> [PROBLEM]:
Repeat exactly, and only, the lines below starting at the line that contains "std::thread::sleep(Duration::from_millis(1));" and ending at the line that contains "assert_eq!(seen_rx.iter().count(), 10);", inclusive of both.

> [STORED DATA]:

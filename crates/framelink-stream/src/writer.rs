//! Single-threaded writer fed by a bounded queue.
//!
//! ```text
//! producer 1 ─┐
//! producer 2 ─┼─► sync_channel(capacity) ─► worker thread ─► handler(item)
//! producer N ─┘
//! ```
//!
//! Items reach the handler in FIFO order, one at a time, so the handler can
//! own a non-thread-safe sink such as a `FrameWriter`. A full queue either
//! blocks the producer ([`SerializedWriter::must_input`]) or hands the item
//! straight back ([`SerializedWriter::input`]).

use std::fmt;
use std::sync::mpsc::{self, SyncSender, TrySendError};
use std::sync::{Mutex, PoisonError};
use std::thread::{JoinHandle, ThreadId};

use tracing::{debug, error};

/// Why an item could not be queued. The item is handed back.
#[derive(thiserror::Error)]
pub enum InputError<T> {
    #[error("write queue full")]
    Full(T),
    #[error("writer stopped")]
    Stopped(T),
}

impl<T> InputError<T> {
    pub fn into_inner(self) -> T {
        match self {
            InputError::Full(item) | InputError::Stopped(item) => item,
        }
    }
}

impl<T> fmt::Debug for InputError<T> {
    fn fmt(&self, f: &mut fmt::Formatter<'_>) -> fmt::Result {
        match self {
            InputError::Full(_) => f.write_str("Full(..)"),
            InputError::Stopped(_) => f.write_str("Stopped(..)"),
        }
    }
}

pub struct SerializedWriter<T> {
    sender: Mutex<Option<SyncSender<T>>>,
    worker: Mutex<Option<JoinHandle<()>>>,
    worker_id: ThreadId,
    capacity: usize,
}

impl<T: Send + 'static> SerializedWriter<T> {
    /// Spawn the worker thread `name`, draining a queue of `capacity` items
    /// (at least 1) through `handler`.
    pub fn start<F>(name: impl Into<String>, capacity: usize, mut handler: F) -> std::io::Result<Self>
    where
        F: FnMut(T) + Send + 'static,
    {
        let capacity = capacity.max(1);
        let (sender, receiver) = mpsc::sync_channel::<T>(capacity);
        let name = name.into();

        let worker = std::thread::Builder::new()
            .name(name.clone())
            .spawn(move || {
                // Ends once every sender is gone and the queue is empty.
                for item in receiver {
                    handler(item);
                }
                debug!(thread = %name, "writer drained");
            })?;

        Ok(Self {
            sender: Mutex::new(Some(sender)),
            worker_id: worker.thread().id(),
            worker: Mutex::new(Some(worker)),
            capacity,
        })
    }

    /// Queue `item` without blocking.
    pub fn input(&self, item: T) -> Result<(), InputError<T>> {
        let Some(sender) = self.sender() else {
            return Err(InputError::Stopped(item));
        };
        sender.try_send(item).map_err(|err| match err {
            TrySendError::Full(item) => InputError::Full(item),
            TrySendError::Disconnected(item) => InputError::Stopped(item),
        })
    }

    /// Queue `item`, blocking while the queue is full. Fails only once the
    /// writer has stopped.
    pub fn must_input(&self, item: T) -> Result<(), T> {
        let Some(sender) = self.sender() else {
            return Err(item);
        };
        sender.send(item).map_err(|err| err.0)
    }

    /// Stop accepting items, let the worker finish what is queued, and wait
    /// for it unless called from the worker itself.
    pub fn stop(&self) {
        let sender = self
            .sender
            .lock()
            .unwrap_or_else(PoisonError::into_inner)
            .take();
        if sender.is_none() {
            return;
        }
        drop(sender);

        if std::thread::current().id() == self.worker_id {
            return;
        }
        let worker = self
            .worker
            .lock()
            .unwrap_or_else(PoisonError::into_inner)
            .take();
        if let Some(worker) = worker {
            if worker.join().is_err() {
                error!("writer thread panicked");
            }
        }
    }

    pub fn capacity(&self) -> usize {
        self.capacity
    }

    // Producers send on a clone so a blocked `must_input` never holds the lock.
    fn sender(&self) -> Option<SyncSender<T>> {
        self.sender
            .lock()
            .unwrap_or_else(PoisonError::into_inner)
            .clone()
    }
}

impl<T> Drop for SerializedWriter<T> {
    fn drop(&mut self) {
        let sender = self
            .sender
            .get_mut()
            .unwrap_or_else(PoisonError::into_inner)
            .take();
        drop(sender);
        if std::thread::current().id() == self.worker_id {
            return;
        }
        if let Some(worker) = self
            .worker
            .get_mut()
            .unwrap_or_else(PoisonError::into_inner)
            .take()
        {
            let _ = worker.join();
        }
    }
}

#[cfg(test)]
mod tests {
    use std::sync::mpsc::channel;
    use std::sync::{Arc, Barrier};
    use std::time::Duration;

    use super::*;

    #[test]
    fn items_handled_in_fifo_order() {
        let (seen_tx, seen_rx) = channel();
        let writer = SerializedWriter::start("fifo", 4, move |item: u32| {
            seen_tx.send(item).unwrap();
        })
        .unwrap();

        for i in 0..100 {
            writer.must_input(i).unwrap();
        }
        writer.stop();

        let seen: Vec<u32> = seen_rx.iter().collect();
        assert_eq!(seen, (0..100).collect::<Vec<_>>());
    }

    #[test]
    fn input_fails_when_full_and_must_input_blocks() {
        let gate = Arc::new(Barrier::new(2));
        let worker_gate = Arc::clone(&gate);
        let (seen_tx, seen_rx) = channel();
        let writer = Arc::new(
            SerializedWriter::start("gated", 1, move |item: u32| {
                if item == 0 {
                    worker_gate.wait();
                }
                seen_tx.send(item).unwrap();
            })
            .unwrap(),
        );

        // Item 0 parks the worker; item 1 fills the single slot.
        writer.must_input(0).unwrap();
        std::thread::sleep(Duration::from_millis(20));
        writer.must_input(1).unwrap();
        assert!(matches!(writer.input(2), Err(InputError::Full(2))));

        let blocked = {
            let writer = Arc::clone(&writer);
            std::thread::spawn(move || writer.must_input(3))
        };
        std::thread::sleep(Duration::from_millis(50));
        assert!(!blocked.is_finished(), "must_input should wait for space");

        gate.wait();
        blocked.join().unwrap().unwrap();
        writer.stop();

        let seen: Vec<u32> = seen_rx.iter().collect();
        assert_eq!(seen, vec![0, 1, 3]);
    }

    #[test]
    fn stop_drains_queue_then_rejects() {
        let (seen_tx, seen_rx) = channel();
        let writer = SerializedWriter::start("drain", 16, move |item: u32| {
            std::thread::sleep(Duration::from_millis(1));
            seen_tx.send(item).unwrap();
        })
        .unwrap();

        for i in 0..10 {
            writer.input(i).unwrap();
        }
        writer.stop();
        assert_eq!(seen_rx.iter().count(), 10);

        assert!(matches!(writer.input(99), Err(InputError::Stopped(99))));
        assert_eq!(writer.must_input(100), Err(100));
        writer.stop();
    }

    #[test]
    fn stop_from_worker_does_not_deadlock() {
        let slot: Arc<Mutex<Option<Arc<SerializedWriter<u32>>>>> = Arc::new(Mutex::new(None));
        let in_worker = Arc::clone(&slot);
        let (done_tx, done_rx) = channel();

        let writer = Arc::new(
            SerializedWriter::start("self-stop", 2, move |_item: u32| {
                if let Some(writer) = in_worker.lock().unwrap().as_ref() {
                    writer.stop();
                }
                let _ = done_tx.send(());
            })
            .unwrap(),
        );
        *slot.lock().unwrap() = Some(Arc::clone(&writer));

        writer.input(1).unwrap();
        done_rx.recv_timeout(Duration::from_secs(5)).unwrap();
        assert!(matches!(writer.input(2), Err(InputError::Stopped(2))));

        slot.lock().unwrap().take();
    }

    #[test]
    fn capacity_has_floor_of_one() {
        let writer = SerializedWriter::start("cap", 0, |_: ()| {}).unwrap();
        assert_eq!(writer.capacity(), 1);
        let named = SerializedWriter::start("cap", 8, |_: ()| {}).unwrap();
        assert_eq!(named.capacity(), 8);
    }

    #[test]
    fn worker_thread_is_named() {
        let (name_tx, name_rx) = channel();
        let writer = SerializedWriter::start("framelink-writer-test", 1, move |_: ()| {
            let name = std::thread::current().name().map(str::to_string);
            name_tx.send(name).unwrap();
        })
        .unwrap();
        writer.input(()).unwrap();
        assert_eq!(
            name_rx.recv().unwrap().as_deref(),
            Some("framelink-writer-test")
        );
    }
}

> [SOLUTION TO THIS PROBLEM]:
            std::thread::sleep(Duration::from_millis(1));
            seen_tx.send(item).unwrap();
        })
        .unwrap();

        for i in 0..10 {
            writer.input(i).unwrap();
        }
        writer.stop();
        assert_eq!(seen_rx.iter().count(), 10);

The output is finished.